**TASK REQUIREMENTS:** A faithful copy of the listing below is required.

**DATA SUPPLIED:**
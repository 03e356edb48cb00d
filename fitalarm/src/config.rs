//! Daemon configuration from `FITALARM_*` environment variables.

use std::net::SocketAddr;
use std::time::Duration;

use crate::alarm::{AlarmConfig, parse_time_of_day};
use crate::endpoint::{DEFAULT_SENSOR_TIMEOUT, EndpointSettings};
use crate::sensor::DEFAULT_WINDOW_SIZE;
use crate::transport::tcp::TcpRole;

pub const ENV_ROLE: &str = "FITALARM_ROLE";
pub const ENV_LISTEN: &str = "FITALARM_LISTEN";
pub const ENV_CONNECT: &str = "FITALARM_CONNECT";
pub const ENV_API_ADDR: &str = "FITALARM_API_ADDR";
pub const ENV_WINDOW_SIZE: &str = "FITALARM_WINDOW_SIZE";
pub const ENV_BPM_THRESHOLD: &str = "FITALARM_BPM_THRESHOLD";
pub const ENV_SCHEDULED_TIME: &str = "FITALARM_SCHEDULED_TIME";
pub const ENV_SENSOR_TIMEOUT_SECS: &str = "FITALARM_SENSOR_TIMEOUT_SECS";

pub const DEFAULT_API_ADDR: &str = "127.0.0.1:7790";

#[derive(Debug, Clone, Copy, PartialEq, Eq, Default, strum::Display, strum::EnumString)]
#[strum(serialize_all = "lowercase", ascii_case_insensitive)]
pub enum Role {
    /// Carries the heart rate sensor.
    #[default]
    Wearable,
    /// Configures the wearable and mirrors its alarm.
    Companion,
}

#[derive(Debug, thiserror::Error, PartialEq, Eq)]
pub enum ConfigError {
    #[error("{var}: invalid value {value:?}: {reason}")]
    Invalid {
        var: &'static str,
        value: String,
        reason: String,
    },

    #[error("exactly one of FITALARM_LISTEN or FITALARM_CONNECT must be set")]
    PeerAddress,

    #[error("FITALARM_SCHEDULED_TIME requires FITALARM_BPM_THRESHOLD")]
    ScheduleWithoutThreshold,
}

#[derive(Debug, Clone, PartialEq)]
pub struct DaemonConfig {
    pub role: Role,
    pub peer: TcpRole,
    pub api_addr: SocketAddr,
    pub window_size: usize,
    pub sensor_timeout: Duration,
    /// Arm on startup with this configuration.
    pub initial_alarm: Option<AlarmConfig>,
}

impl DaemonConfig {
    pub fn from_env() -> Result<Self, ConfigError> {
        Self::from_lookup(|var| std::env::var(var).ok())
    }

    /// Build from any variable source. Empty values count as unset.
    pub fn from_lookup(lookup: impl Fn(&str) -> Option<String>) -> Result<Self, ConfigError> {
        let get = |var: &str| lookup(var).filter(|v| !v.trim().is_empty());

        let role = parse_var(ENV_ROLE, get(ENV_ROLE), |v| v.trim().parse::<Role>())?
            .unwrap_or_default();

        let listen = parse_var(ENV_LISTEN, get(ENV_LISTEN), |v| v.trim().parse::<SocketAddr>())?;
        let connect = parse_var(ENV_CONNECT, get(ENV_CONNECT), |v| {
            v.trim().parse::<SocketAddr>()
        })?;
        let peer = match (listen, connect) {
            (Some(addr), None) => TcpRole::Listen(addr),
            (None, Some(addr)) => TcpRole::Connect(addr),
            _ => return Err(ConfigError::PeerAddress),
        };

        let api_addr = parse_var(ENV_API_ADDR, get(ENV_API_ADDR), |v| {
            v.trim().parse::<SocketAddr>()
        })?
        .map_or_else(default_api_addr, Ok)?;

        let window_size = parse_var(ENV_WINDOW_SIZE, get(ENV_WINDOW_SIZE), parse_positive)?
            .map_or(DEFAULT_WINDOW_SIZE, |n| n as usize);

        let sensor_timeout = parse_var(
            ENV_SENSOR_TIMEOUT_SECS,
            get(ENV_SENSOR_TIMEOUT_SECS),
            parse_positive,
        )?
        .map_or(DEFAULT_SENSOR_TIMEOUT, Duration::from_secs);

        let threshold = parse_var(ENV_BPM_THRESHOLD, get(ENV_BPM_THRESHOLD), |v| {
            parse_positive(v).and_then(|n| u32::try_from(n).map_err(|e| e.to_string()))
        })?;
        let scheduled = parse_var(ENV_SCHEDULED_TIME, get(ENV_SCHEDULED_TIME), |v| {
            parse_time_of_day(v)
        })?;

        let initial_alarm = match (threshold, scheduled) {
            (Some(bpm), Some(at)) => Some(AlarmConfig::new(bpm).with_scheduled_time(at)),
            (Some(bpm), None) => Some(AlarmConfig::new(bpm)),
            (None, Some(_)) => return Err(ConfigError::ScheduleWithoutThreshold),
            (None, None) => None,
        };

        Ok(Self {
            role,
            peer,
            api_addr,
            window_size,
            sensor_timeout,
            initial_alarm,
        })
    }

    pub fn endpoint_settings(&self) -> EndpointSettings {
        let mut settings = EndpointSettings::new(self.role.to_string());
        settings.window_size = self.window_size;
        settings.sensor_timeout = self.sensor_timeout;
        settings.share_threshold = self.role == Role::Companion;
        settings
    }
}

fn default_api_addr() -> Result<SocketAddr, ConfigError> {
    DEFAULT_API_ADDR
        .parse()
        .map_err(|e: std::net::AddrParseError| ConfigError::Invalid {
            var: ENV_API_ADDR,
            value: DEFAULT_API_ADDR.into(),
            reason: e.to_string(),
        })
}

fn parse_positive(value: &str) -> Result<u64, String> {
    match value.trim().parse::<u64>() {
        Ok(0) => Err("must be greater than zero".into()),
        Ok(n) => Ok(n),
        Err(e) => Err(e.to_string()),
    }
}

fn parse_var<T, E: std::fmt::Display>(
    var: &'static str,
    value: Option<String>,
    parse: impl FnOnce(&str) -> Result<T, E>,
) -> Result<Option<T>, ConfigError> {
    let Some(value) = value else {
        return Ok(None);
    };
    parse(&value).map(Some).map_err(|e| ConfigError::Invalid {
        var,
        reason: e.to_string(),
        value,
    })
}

**ANSWER TO THIS TASK:**
repository 03e356edb48cb00d
filename fitalarm/src/config.rs
//! Daemon configuration from `FITALARM_*` environment variables.

use std::net::SocketAddr;
use std::time::Duration;

use crate::alarm::{AlarmConfig, parse_time_of_day};
use crate::endpoint::{DEFAULT_SENSOR_TIMEOUT, EndpointSettings};
use crate::sensor::DEFAULT_WINDOW_SIZE;
use crate::transport::tcp::TcpRole;

pub const ENV_ROLE: &str = "FITALARM_ROLE";
pub const ENV_LISTEN: &str = "FITALARM_LISTEN";
pub const ENV_CONNECT: &str = "FITALARM_CONNECT";
pub const ENV_API_ADDR: &str = "FITALARM_API_ADDR";
pub const ENV_WINDOW_SIZE: &str = "FITALARM_WINDOW_SIZE";
pub const ENV_BPM_THRESHOLD: &str = "FITALARM_BPM_THRESHOLD";
pub const ENV_SCHEDULED_TIME: &str = "FITALARM_SCHEDULED_TIME";
pub const ENV_SENSOR_TIMEOUT_SECS: &str = "FITALARM_SENSOR_TIMEOUT_SECS";

pub const DEFAULT_API_ADDR: &str = "127.0.0.1:7790";

#[derive(Debug, Clone, Copy, PartialEq, Eq, Default, strum::Display, strum::EnumString)]
#[strum(serialize_all = "lowercase", ascii_case_insensitive)]
pub enum Role {
    /// Carries the heart rate sensor.
    #[default]
    Wearable,
    /// Configures the wearable and mirrors its alarm.
    Companion,
}

#[derive(Debug, thiserror::Error, PartialEq, Eq)]
pub enum ConfigError {
    #[error("{var}: invalid value {value:?}: {reason}")]
    Invalid {
        var: &'static str,
        value: String,
        reason: String,
    },

    #[error("exactly one of FITALARM_LISTEN or FITALARM_CONNECT must be set")]
    PeerAddress,

    #[error("FITALARM_SCHEDULED_TIME requires FITALARM_BPM_THRESHOLD")]
    ScheduleWithoutThreshold,
}

#[derive(Debug, Clone, PartialEq)]
pub struct DaemonConfig {
    pub role: Role,
    pub peer: TcpRole,
    pub api_addr: SocketAddr,
    pub window_size: usize,
    pub sensor_timeout: Duration,
    /// Arm on startup with this configuration.
    pub initial_alarm: Option<AlarmConfig>,
}

impl DaemonConfig {
    pub fn from_env() -> Result<Self, ConfigError> {
        Self::from_lookup(|var| std::env::var(var).ok())
    }

    /// Build from any variable source. Empty values count as unset.
    pub fn from_lookup(lookup: impl Fn(&str) -> Option<String>) -> Result<Self, ConfigError> {
        let get = |var: &str| lookup(var).filter(|v| !v.trim().is_empty());

        let role = parse_var(ENV_ROLE, get(ENV_ROLE), |v| v.trim().parse::<Role>())?
            .unwrap_or_default();

        let listen = parse_var(ENV_LISTEN, get(ENV_LISTEN), |v| v.trim().parse::<SocketAddr>())?;
        let connect = parse_var(ENV_CONNECT, get(ENV_CONNECT), |v| {
            v.trim().parse::<SocketAddr>()
        })?;
        let peer = match (listen, connect) {
            (Some(addr), None) => TcpRole::Listen(addr),
            (None, Some(addr)) => TcpRole::Connect(addr),
            _ => return Err(ConfigError::PeerAddress),
        };

        let api_addr = parse_var(ENV_API_ADDR, get(ENV_API_ADDR), |v| {
            v.trim().parse::<SocketAddr>()
        })?
        .map_or_else(default_api_addr, Ok)?;

        let window_size = parse_var(ENV_WINDOW_SIZE, get(ENV_WINDOW_SIZE), parse_positive)?
            .map_or(DEFAULT_WINDOW_SIZE, |n| n as usize);

        let sensor_timeout = parse_var(
            ENV_SENSOR_TIMEOUT_SECS,
            get(ENV_SENSOR_TIMEOUT_SECS),
            parse_positive,
        )?
        .map_or(DEFAULT_SENSOR_TIMEOUT, Duration::from_secs);

        let threshold = parse_var(ENV_BPM_THRESHOLD, get(ENV_BPM_THRESHOLD), |v| {
            parse_positive(v).and_then(|n| u32::try_from(n).map_err(|e| e.to_string()))
        })?;
        let scheduled = parse_var(ENV_SCHEDULED_TIME, get(ENV_SCHEDULED_TIME), |v| {
            parse_time_of_day(v)
        })?;

        let initial_alarm = match (threshold, scheduled) {
            (Some(bpm), Some(at)) => Some(AlarmConfig::new(bpm).with_scheduled_time(at)),
            (Some(bpm), None) => Some(AlarmConfig::new(bpm)),
            (None, Some(_)) => return Err(ConfigError::ScheduleWithoutThreshold),
            (None, None) => None,
        };

        Ok(Self {
            role,
            peer,
            api_addr,
            window_size,
            sensor_timeout,
            initial_alarm,
        })
    }

    pub fn endpoint_settings(&self) -> EndpointSettings {
        let mut settings = EndpointSettings::new(self.role.to_string());
        settings.window_size = self.window_size;
        settings.sensor_timeout = self.sensor_timeout;
        settings.share_threshold = self.role == Role::Companion;
        settings
    }
}

fn default_api_addr() -> Result<SocketAddr, ConfigError> {
    DEFAULT_API_ADDR
        .parse()
        .map_err(|e: std::net::AddrParseError| ConfigError::Invalid {
            var: ENV_API_ADDR,
            value: DEFAULT_API_ADDR.into(),
            reason: e.to_string(),
        })
}

fn parse_positive(value: &str) -> Result<u64, String> {
    match value.trim().parse::<u64>() {
        Ok(0) => Err("must be greater than zero".into()),
        Ok(n) => Ok(n),
        Err(e) => Err(e.to_string()),
    }
}

fn parse_var<T, E: std::fmt::Display>(
    var: &'static str,
    value: Option<String>,
    parse: impl FnOnce(&str) -> Result<T, E>,
) -> Result<Option<T>, ConfigError> {
    let Some(value) = value else {
        return Ok(None);
    };
    parse(&value).map(Some).map_err(|e| ConfigError::Invalid {
        var,
        reason: e.to_string(),
        value,
    })
}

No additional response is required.